TASK DIRECTIONS: Scan the records for lines with the string "derive". Say how many there are, and add nothing.

- - - -

//! Landmark map and nearest-landmark data association.
//!
//! The landmark set is static and read-only; it is shared by every particle during the weight
//! update. Association is a linear scan by Euclidean distance in the map frame. Ties resolve to
//! the first minimal landmark in iteration order, which keeps the result deterministic.

use serde::{Deserialize, Serialize};
use std::fmt::{self, Display};

use crate::error::{FilterError, Result};
use crate::geometry::distance;

/// A single known landmark in the global map frame.
#[derive(Clone, Copy, Debug, PartialEq, Serialize, Deserialize)]
pub struct Landmark {
    pub id: i32,
    pub x: f64,
    pub y: f64,
}
impl Landmark {
    pub fn new(id: i32, x: f64, y: f64) -> Self {
        Landmark { id, x, y }
    }
}
impl Display for Landmark {
    fn fmt(&self, f: &mut fmt::Formatter<'_>) -> fmt::Result {
        write!(f, "Landmark {} at ({:.4}, {:.4})", self.id, self.x, self.y)
    }
}
impl From<(i32, f64, f64)> for Landmark {
    fn from(tuple: (i32, f64, f64)) -> Self {
        Landmark::new(tuple.0, tuple.1, tuple.2)
    }
}

/// The read-only set of known landmarks.
#[derive(Clone, Debug, Default, PartialEq, Serialize, Deserialize)]
pub struct LandmarkMap {
    landmarks: Vec<Landmark>,
}
impl LandmarkMap {
    pub fn new(landmarks: Vec<Landmark>) -> Self {
        LandmarkMap { landmarks }
    }
    pub fn len(&self) -> usize {
        self.landmarks.len()
    }
    pub fn is_empty(&self) -> bool {
        self.landmarks.is_empty()
    }
    pub fn iter(&self) -> std::slice::Iter<'_, Landmark> {
        self.landmarks.iter()
    }
    pub fn landmarks(&self) -> &[Landmark] {
        &self.landmarks
    }
    /// Look up a landmark by id.
    pub fn get(&self, id: i32) -> Option<&Landmark> {
        self.landmarks.iter().find(|landmark| landmark.id == id)
    }
    /// Nearest landmark to a map-frame point. See [`nearest_landmark`].
    pub fn nearest(&self, x: f64, y: f64) -> Result<&Landmark> {
        nearest_landmark(&self.landmarks, x, y)
    }
}
impl From<Vec<Landmark>> for LandmarkMap {
    fn from(landmarks: Vec<Landmark>) -> Self {
        LandmarkMap::new(landmarks)
    }
}
impl FromIterator<Landmark> for LandmarkMap {
    fn from_iter<I: IntoIterator<Item = Landmark>>(iter: I) -> Self {
        LandmarkMap::new(iter.into_iter().collect())
    }
}
impl<'a> IntoIterator for &'a LandmarkMap {
    type Item = &'a Landmark;
    type IntoIter = std::slice::Iter<'a, Landmark>;
    fn into_iter(self) -> Self::IntoIter {
        self.landmarks.iter()
    }
}

/// Find the landmark closest to the map-frame point `(x, y)`.
///
/// Performs an O(L) scan. Only a strictly smaller distance replaces the current best, so the
/// first minimal landmark in slice order wins a tie.
///
/// # Errors
/// [`FilterError::EmptyLandmarkSet`] when `landmarks` is empty; checked before any distance is
/// computed.
///
/// # Example
/// ```rust
/// use landmark_pf::map::{Landmark, nearest_landmark};
/// let landmarks = vec![Landmark::new(1, 0.0, 0.0), Landmark::new(2, 10.0, 10.0)];
/// assert_eq!(nearest_landmark(&landmarks, 1.0, 1.0).unwrap().id, 1);
/// ```
pub fn nearest_landmark(landmarks: &[Landmark], x: f64, y: f64) -> Result<&Landmark> {
    let (first, rest) = landmarks
        .split_first()
        .ok_or(FilterError::EmptyLandmarkSet)?;
    let mut nearest = first;
    let mut nearest_distance = distance(first.x, first.y, x, y);
    for landmark in rest {
        let d = distance(landmark.x, landmark.y, x, y);
        if d < nearest_distance {
            nearest = landmark;
            nearest_distance = d;
        }
    }
    Ok(nearest)
}

#[cfg(test)]
mod tests {
    use super::*;

    fn two_landmarks() -> LandmarkMap {
        LandmarkMap::new(vec![Landmark::new(1, 0.0, 0.0), Landmark::new(2, 10.0, 10.0)])
    }

    #[test]
    fn nearest_picks_closest() {
        let map = two_landmarks();
        assert_eq!(map.nearest(1.0, 1.0).unwrap().id, 1);
        assert_eq!(map.nearest(9.0, 8.0).unwrap().id, 2);
    }

    #[test]
    fn nearest_tie_resolves_to_first_listed() {
        let map = two_landmarks();
        assert_eq!(map.nearest(5.0, 5.0).unwrap().id, 1);

        let reversed: LandmarkMap = vec![Landmark::new(2, 10.0, 10.0), Landmark::new(1, 0.0, 0.0)]
            .into_iter()
            .collect();
        assert_eq!(reversed.nearest(5.0, 5.0).unwrap().id, 2);
    }

    #[test]
    fn nearest_on_empty_map_fails() {
        let map = LandmarkMap::default();
        assert_eq!(map.nearest(0.0, 0.0), Err(FilterError::EmptyLandmarkSet));
        assert_eq!(
            nearest_landmark(&[], 1.0, 2.0),
            Err(FilterError::EmptyLandmarkSet)
        );
    }

    #[test]
    fn lookup_by_id() {
        let map = two_landmarks();
        assert_eq!(map.get(2), Some(&Landmark::new(2, 10.0, 10.0)));
        assert!(map.get(3).is_none());
        assert_eq!(map.len(), 2);
        assert!(!map.is_empty());
        assert_eq!((&map).into_iter().count(), 2);
    }
}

- - - -

EXERCISE ANSWER: 2